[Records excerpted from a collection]

****************

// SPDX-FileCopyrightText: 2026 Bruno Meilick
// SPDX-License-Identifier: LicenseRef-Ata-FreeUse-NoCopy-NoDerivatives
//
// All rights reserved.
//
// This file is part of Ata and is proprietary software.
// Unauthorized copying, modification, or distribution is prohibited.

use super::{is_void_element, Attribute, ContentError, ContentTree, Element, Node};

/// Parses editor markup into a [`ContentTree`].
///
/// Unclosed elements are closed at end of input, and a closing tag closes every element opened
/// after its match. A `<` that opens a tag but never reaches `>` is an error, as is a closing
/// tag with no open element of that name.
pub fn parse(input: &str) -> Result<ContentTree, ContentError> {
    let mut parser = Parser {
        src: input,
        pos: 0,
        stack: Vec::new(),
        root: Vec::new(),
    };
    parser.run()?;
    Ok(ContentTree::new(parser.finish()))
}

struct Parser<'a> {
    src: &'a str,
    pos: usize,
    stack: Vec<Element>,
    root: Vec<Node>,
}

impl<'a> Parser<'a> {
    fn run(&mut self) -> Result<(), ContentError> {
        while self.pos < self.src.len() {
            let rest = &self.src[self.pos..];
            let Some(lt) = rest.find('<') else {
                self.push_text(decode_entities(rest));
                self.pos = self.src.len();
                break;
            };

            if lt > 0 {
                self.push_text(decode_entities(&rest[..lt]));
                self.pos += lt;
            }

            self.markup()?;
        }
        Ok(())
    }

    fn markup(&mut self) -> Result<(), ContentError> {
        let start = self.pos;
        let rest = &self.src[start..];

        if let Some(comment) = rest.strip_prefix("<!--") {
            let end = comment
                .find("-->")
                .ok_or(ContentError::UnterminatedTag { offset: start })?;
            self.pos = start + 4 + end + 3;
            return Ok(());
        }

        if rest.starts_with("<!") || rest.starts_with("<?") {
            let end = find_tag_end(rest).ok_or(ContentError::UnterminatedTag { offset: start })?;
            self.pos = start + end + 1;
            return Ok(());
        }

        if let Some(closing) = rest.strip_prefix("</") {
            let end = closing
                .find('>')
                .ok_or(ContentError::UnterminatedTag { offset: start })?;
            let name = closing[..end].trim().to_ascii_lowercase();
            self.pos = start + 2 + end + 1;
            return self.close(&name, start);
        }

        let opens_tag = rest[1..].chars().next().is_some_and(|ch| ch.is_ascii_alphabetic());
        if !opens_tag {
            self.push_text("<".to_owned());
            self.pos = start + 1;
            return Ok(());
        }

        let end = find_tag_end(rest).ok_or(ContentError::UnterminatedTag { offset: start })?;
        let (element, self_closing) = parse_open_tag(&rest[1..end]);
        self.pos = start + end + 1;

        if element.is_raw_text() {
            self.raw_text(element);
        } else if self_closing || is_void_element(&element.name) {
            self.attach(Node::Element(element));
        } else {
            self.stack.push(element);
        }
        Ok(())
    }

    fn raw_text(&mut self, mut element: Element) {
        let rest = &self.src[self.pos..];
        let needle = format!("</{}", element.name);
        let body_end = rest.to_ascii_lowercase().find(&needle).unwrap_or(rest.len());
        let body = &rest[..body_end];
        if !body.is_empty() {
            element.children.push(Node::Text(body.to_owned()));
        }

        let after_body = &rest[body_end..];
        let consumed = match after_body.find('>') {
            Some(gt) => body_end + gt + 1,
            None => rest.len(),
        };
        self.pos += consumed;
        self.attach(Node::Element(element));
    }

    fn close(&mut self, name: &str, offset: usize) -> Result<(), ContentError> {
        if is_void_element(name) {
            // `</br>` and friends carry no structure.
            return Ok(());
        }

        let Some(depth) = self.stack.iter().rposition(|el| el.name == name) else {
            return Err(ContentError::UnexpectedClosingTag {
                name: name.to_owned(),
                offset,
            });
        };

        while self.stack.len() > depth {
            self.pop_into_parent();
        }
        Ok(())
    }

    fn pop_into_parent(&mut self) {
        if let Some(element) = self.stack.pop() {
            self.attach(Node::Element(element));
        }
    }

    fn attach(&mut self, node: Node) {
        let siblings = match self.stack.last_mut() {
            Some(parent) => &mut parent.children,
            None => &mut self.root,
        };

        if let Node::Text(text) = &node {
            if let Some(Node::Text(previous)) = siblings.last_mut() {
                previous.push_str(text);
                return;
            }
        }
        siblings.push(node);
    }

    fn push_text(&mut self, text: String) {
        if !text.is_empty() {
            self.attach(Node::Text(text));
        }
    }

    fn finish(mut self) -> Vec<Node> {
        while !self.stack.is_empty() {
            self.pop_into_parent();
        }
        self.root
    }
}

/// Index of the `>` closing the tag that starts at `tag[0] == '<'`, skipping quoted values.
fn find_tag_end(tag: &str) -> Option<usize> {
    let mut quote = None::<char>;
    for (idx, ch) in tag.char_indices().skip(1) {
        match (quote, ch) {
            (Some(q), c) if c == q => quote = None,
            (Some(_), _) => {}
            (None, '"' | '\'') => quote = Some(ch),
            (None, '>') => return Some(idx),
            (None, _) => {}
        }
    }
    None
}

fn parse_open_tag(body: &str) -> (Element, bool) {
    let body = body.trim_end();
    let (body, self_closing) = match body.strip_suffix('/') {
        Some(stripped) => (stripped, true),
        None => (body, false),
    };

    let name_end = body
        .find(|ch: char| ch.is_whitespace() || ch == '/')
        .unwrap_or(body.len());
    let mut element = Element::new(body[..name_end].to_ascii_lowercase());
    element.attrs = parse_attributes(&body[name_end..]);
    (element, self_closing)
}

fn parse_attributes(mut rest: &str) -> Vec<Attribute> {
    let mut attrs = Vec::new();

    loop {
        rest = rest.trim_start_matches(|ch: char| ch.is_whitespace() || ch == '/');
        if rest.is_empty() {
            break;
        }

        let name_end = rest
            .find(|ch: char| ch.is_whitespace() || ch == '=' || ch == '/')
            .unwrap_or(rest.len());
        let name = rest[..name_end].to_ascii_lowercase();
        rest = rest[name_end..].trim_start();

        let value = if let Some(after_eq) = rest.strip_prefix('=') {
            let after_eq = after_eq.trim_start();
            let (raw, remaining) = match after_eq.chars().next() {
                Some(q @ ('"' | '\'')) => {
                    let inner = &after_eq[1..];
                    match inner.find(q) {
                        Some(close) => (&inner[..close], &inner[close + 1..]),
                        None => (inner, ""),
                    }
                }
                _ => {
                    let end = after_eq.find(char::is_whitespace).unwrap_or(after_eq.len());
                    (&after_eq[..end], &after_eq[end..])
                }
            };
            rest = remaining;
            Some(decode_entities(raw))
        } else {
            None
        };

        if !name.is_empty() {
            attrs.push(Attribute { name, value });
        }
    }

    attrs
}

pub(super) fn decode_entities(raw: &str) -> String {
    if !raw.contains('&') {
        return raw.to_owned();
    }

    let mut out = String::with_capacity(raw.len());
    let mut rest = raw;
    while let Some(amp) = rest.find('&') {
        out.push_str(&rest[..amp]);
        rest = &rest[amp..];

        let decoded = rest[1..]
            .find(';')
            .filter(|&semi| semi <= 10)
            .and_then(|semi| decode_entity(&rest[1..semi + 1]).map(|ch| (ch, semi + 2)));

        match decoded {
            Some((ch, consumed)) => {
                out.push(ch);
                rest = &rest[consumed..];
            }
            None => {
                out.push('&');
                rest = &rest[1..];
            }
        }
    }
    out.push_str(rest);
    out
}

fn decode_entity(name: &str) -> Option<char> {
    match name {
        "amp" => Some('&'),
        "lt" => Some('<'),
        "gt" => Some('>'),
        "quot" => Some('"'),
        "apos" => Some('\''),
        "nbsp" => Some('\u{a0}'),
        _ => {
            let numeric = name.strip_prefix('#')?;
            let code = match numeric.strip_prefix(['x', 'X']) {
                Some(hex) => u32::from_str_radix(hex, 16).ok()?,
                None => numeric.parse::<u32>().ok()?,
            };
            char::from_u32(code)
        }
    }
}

****************

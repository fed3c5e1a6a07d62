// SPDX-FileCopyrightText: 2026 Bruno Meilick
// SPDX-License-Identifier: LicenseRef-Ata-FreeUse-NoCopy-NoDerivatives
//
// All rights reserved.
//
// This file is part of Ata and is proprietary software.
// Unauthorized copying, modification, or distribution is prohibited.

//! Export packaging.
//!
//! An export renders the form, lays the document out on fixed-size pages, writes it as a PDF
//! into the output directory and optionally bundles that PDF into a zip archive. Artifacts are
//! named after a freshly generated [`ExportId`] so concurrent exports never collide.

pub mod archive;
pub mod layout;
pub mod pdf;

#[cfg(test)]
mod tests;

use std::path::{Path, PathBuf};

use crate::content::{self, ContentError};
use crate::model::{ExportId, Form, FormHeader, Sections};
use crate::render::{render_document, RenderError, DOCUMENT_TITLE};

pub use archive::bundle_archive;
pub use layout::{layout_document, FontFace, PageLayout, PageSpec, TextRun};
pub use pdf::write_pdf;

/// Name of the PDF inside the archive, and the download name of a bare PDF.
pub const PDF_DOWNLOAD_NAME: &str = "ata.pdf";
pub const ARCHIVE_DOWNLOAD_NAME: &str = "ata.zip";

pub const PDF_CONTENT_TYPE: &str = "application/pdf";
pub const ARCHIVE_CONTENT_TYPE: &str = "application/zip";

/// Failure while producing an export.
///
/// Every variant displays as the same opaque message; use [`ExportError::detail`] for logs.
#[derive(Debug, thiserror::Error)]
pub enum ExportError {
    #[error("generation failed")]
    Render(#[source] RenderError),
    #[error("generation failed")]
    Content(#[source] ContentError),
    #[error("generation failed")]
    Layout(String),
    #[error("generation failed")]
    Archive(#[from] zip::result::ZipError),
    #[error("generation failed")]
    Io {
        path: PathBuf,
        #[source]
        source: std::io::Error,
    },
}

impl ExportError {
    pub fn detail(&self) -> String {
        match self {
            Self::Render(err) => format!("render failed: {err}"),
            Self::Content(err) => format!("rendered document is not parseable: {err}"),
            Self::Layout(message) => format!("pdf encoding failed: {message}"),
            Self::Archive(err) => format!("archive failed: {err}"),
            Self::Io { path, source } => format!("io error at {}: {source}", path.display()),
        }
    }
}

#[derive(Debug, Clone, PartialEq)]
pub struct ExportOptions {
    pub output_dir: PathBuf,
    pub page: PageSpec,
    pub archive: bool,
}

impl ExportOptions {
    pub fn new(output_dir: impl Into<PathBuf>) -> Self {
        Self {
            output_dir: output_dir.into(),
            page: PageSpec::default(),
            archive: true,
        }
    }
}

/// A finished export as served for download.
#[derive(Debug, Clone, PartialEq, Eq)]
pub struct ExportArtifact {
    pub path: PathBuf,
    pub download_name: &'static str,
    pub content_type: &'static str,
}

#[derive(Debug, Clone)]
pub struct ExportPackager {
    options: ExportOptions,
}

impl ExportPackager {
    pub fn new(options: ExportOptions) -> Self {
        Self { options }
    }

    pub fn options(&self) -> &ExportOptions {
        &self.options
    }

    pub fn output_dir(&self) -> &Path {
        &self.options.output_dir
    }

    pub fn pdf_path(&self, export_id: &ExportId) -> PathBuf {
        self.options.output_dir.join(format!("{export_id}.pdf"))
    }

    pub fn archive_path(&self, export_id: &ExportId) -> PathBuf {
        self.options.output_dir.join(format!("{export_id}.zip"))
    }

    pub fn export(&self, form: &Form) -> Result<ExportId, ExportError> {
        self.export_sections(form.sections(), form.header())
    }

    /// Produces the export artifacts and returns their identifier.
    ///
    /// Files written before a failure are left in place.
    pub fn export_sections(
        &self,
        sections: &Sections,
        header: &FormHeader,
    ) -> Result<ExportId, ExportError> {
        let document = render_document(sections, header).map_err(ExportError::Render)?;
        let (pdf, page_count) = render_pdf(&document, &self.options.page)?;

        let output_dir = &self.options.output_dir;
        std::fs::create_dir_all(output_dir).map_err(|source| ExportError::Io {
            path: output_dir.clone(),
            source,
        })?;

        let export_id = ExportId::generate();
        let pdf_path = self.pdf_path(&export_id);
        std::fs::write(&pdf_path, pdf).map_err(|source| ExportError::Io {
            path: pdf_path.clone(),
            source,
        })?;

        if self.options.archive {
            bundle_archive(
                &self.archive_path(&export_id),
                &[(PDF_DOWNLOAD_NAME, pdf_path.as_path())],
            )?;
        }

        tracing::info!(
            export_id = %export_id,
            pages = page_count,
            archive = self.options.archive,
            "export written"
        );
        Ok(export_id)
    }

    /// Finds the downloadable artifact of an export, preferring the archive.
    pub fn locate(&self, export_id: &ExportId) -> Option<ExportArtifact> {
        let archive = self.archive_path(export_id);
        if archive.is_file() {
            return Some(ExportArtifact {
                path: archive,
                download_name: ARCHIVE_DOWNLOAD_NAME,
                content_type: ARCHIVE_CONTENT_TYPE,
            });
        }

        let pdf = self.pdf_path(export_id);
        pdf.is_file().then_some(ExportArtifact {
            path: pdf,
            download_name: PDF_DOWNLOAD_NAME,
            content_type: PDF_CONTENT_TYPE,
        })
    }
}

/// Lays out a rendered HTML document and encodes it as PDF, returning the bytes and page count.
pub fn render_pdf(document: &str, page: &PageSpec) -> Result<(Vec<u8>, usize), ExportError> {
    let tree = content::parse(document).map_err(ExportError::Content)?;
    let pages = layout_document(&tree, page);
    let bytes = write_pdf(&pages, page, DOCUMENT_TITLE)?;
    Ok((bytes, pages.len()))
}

****************

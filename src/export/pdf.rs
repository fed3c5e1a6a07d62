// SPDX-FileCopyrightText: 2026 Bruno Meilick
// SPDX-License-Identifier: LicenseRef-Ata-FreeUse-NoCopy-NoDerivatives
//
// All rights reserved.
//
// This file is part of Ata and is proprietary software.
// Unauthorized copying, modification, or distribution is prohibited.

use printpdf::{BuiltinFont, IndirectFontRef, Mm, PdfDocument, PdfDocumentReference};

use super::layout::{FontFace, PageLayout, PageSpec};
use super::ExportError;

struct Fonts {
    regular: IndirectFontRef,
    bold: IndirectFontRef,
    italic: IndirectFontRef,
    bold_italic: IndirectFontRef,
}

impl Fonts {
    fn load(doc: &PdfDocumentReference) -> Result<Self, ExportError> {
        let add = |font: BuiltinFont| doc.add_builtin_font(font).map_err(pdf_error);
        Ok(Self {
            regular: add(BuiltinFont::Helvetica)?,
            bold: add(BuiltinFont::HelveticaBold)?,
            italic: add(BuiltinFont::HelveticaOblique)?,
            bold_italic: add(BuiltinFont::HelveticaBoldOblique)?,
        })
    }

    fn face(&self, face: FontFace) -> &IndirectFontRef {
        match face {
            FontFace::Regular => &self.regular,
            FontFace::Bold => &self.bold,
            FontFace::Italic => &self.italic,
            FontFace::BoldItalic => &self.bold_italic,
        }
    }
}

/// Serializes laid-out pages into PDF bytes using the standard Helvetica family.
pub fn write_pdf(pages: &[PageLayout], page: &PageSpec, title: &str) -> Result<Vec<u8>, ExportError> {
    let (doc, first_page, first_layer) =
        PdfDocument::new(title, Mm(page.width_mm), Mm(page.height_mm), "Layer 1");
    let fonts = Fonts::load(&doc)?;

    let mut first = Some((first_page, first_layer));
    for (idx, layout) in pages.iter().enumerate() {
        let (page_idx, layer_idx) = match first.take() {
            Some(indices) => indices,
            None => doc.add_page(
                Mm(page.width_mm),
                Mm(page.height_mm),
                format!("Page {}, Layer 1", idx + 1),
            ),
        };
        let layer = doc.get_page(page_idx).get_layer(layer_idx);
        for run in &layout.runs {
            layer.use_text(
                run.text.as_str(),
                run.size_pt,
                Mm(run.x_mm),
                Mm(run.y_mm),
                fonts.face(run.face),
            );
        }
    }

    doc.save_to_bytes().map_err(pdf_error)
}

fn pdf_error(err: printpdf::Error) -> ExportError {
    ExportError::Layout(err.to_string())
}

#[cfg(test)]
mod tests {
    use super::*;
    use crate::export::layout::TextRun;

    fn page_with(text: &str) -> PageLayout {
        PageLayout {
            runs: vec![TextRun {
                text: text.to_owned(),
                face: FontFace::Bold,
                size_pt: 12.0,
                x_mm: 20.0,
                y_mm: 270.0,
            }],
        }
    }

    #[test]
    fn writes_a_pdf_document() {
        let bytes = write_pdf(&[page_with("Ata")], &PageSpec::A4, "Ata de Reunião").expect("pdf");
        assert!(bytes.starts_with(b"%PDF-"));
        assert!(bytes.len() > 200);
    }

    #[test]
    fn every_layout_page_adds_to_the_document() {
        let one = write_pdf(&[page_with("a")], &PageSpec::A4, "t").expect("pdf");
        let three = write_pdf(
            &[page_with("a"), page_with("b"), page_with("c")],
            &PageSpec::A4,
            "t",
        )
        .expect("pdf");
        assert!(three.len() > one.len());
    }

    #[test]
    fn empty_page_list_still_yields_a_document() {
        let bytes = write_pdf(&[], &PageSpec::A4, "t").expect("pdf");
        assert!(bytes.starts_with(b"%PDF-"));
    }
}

****************

*EXERCISE OBJECTIVE*:
How many lines in the records above contain the word "format"? Reply with the number and nothing more.

*SOLUTION TO THE EXERCISE*:
9